[[ Provided information open ]]

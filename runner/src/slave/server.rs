use super::agent::AgentHandle;
use crate::{
    liveness::Liveness,
    protocol::{MasterMessage, NodeIdentity, SlaveMessage},
    transport::{Connection, FrameWriter},
};
use std::{net::SocketAddr, time::Duration};
use tokio::{net::TcpListener, sync::mpsc, task::JoinHandle};
use tokio_util::sync::CancellationToken;
use tracing::{debug, error, info, instrument, warn};

#[derive(Debug, Clone)]
pub struct SessionSettings {
    pub identity: NodeIdentity,
    /// how long a master may stay silent before its session is dropped
    pub liveness_timeout: Duration,
    /// how long a freshly connected master has to introduce itself
    pub handshake_timeout: Duration,
}

/// Accept master sessions until `shutdown` fires
#[instrument(skip_all, fields(slave = %settings.identity))]
pub async fn serve(
    listener: TcpListener,
    agent: AgentHandle,
    settings: SessionSettings,
    shutdown: CancellationToken,
) {
    let mut next_session = 1u64;
    info!(addr = ?listener.local_addr().ok(), "Slave accepting masters");

    loop {
        let accepted = tokio::select! {
            _ = shutdown.cancelled() => break,
            accepted = listener.accept() => accepted,
        };

        match accepted {
            Ok((stream, peer)) => {
                let session = next_session;
                next_session += 1;
                let agent = agent.clone();
                let settings = settings.clone();
                let shutdown = shutdown.clone();

                tokio::spawn(async move {
                    match Connection::from_stream(stream) {
                        Ok(connection) => {
                            master_session(connection, peer, session, agent, settings, shutdown)
                                .await
                        }
                        Err(error) => warn!(
                            peer = %peer,
                            error = %error,
                            "Failed to set up session"
                        ),
                    }
                });
            }
            Err(error) => error!(error = %error, "Failed to accept connection"),
        }
    }

    info!("Slave stopped accepting masters");
}

/// One connected master: handshake, then relay its start requests to the agent while a
/// writer task drains the agent's replies and notices back onto the wire
async fn master_session(
    mut connection: Connection,
    peer: SocketAddr,
    session: u64,
    agent: AgentHandle,
    settings: SessionSettings,
    shutdown: CancellationToken,
) {
    let master = match connection.expect::<MasterMessage>(settings.handshake_timeout).await {
        Ok(MasterMessage::Hello { master }) => master,
        Ok(other) => {
            warn!(peer = %peer, message = ?other, "Expected a hello, closing session");
            return;
        }
        Err(error) => {
            warn!(peer = %peer, error = %error, "Master handshake failed");
            return;
        }
    };

    let (sink, outbound) = mpsc::unbounded_channel();
    let total_slots = match agent.attach(master.clone(), session, sink.clone()).await {
        Some(total_slots) => total_slots,
        None => {
            warn!(master = %master, "Slave agent is gone, refusing master");
            return;
        }
    };

    // the welcome goes first, everything after it flows through the sink
    if let Err(error) = connection
        .send(&SlaveMessage::Welcome {
            slave: settings.identity.clone(),
            total_slots,
        })
        .await
    {
        warn!(master = %master, error = %error, "Failed to welcome master");
        agent.detach(master, session);
        return;
    }
    info!(master = %master, peer = %peer, session, "Master session established");

    let (mut reader, writer) = connection.split();
    let writer_task = spawn_writer(writer, outbound, master.clone());
    let mut liveness = Liveness::new(settings.liveness_timeout);

    loop {
        let received = tokio::select! {
            _ = shutdown.cancelled() => break,
            _ = tokio::time::sleep_until(liveness.deadline()) => {
                warn!(master = %master, "Master missed its liveness deadline");
                break;
            }
            received = reader.receive::<MasterMessage>() => received,
        };

        match received {
            Ok(Some(message)) => {
                liveness.touch();

                match message {
                    MasterMessage::StartSolver {
                        request_id,
                        request,
                    } => {
                        if !agent.start_solver(master.clone(), request_id, request) {
                            warn!(master = %master, "Slave agent is gone, closing session");
                            break;
                        }
                    }
                    MasterMessage::Ping => {
                        if sink.send(SlaveMessage::Pong).is_err() {
                            break;
                        }
                    }
                    MasterMessage::Hello { master: other } => {
                        debug!(master = %master, repeated = %other, "Ignoring repeated hello");
                    }
                }
            }
            Ok(None) => {
                debug!(master = %master, "Master closed the connection");
                break;
            }
            Err(error) if error.is_protocol_error() => {
                warn!(master = %master, error = %error, "Skipping malformed frame");
                liveness.touch();
            }
            Err(error) => {
                warn!(master = %master, error = %error, "Lost connection to master");
                break;
            }
        }
    }

    agent.detach(master.clone(), session);
    writer_task.abort();
    info!(master = %master, session, "Master session closed");
}

fn spawn_writer(
    mut writer: FrameWriter,
    mut outbound: mpsc::UnboundedReceiver<SlaveMessage>,
    master: NodeIdentity,
) -> JoinHandle<()> {
    tokio::spawn(async move {
        while let Some(message) = outbound.recv().await {
            if let Err(error) = writer.send(&message).await {
                warn!(master = %master, error = %error, "Failed to write to master");
                break;
            }
        }
    })
}

#[cfg(test)]
mod tests {
    use super::*;
    use crate::{
        protocol::{JobOutcome, SolveRequest, StartReply},
        slave::{agent::SlaveAgent, worker::SolverCommand},
    };

    async fn slave(
        script: &str,
        slots: u32,
        liveness_timeout: Duration,
    ) -> (String, CancellationToken) {
        let shutdown = CancellationToken::new();
        let listener = TcpListener::bind("127.0.0.1:0").await.unwrap();
        let address = listener.local_addr().unwrap().to_string();
        let identity = NodeIdentity::new(address.clone());
        let command = SolverCommand::new("/bin/sh", vec!["-c".to_string(), script.to_string()]);
        let (agent, _task) = SlaveAgent::spawn(identity.clone(), slots, command, shutdown.clone());

        tokio::spawn(serve(
            listener,
            agent,
            SessionSettings {
                identity,
                liveness_timeout,
                handshake_timeout: Duration::from_secs(1),
            },
            shutdown.clone(),
        ));

        (address, shutdown)
    }

    #[tokio::test]
    async fn handshake_start_and_finish() {
        let dir = tempfile::tempdir().unwrap();
        let stub = dir.path().join("a.nl");
        let (address, shutdown) = slave("touch \"${0%.nl}.sol\"", 2, Duration::from_secs(5)).await;

        let mut connection = Connection::connect(&address, Duration::from_secs(1)).await.unwrap();
        connection
            .send(&MasterMessage::Hello {
                master: NodeIdentity::from("master-1"),
            })
            .await
            .unwrap();

        match connection.expect::<SlaveMessage>(Duration::from_secs(1)).await.unwrap() {
            SlaveMessage::Welcome { slave, total_slots } => {
                assert_eq!(slave.as_str(), address);
                assert_eq!(total_slots, 2);
            }
            other => panic!("expected a welcome, got {other:?}"),
        }

        connection
            .send(&MasterMessage::StartSolver {
                request_id: 7,
                request: SolveRequest {
                    stub: stub.clone(),
                    options: Vec::new(),
                    slots: 1,
                },
            })
            .await
            .unwrap();

        let started = connection
            .expect::<SlaveMessage>(Duration::from_secs(5))
            .await
            .unwrap();
        let job_id = match started {
            SlaveMessage::Started {
                request_id: 7,
                reply: StartReply::Accepted { job_id, .. },
            } => job_id,
            other => panic!("expected an acceptance, got {other:?}"),
        };

        match connection.expect::<SlaveMessage>(Duration::from_secs(5)).await.unwrap() {
            SlaveMessage::JobFinished(notice) => {
                assert_eq!(notice.job_id, job_id);
                assert_eq!(notice.stub, stub);
                assert_eq!(
                    notice.outcome,
                    JobOutcome::Success {
                        result: dir.path().join("a.sol")
                    }
                );
            }
            other => panic!("expected a job notice, got {other:?}"),
        }

        connection.send(&MasterMessage::Ping).await.unwrap();
        assert!(matches!(
            connection.expect::<SlaveMessage>(Duration::from_secs(1)).await.unwrap(),
            SlaveMessage::Pong
        ));

        shutdown.cancel();
    }

    #[tokio::test]
    async fn silent_master_is_dropped() {
        let (address, shutdown) = slave("exit 0", 1, Duration::from_millis(200)).await;

        let mut connection = Connection::connect(&address, Duration::from_secs(1)).await.unwrap();
        connection
            .send(&MasterMessage::Hello {
                master: NodeIdentity::from("master-1"),
            })
            .await
            .unwrap();
        assert!(matches!(
            connection.expect::<SlaveMessage>(Duration::from_secs(1)).await.unwrap(),
            SlaveMessage::Welcome { .. }
        ));

        // no heartbeats: the slave closes the session after its liveness timeout
        assert!(matches!(
            connection.expect::<SlaveMessage>(Duration::from_secs(5)).await,
            Err(crate::transport::TransportError::ConnectionClosed)
        ));

        shutdown.cancel();
    }
}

[[ Provided information closed ]]

Exercise goal:
Check each line of the data above for the word "SolverCommand" and state how many lines contain it, with no other text.

Answer to this task:
2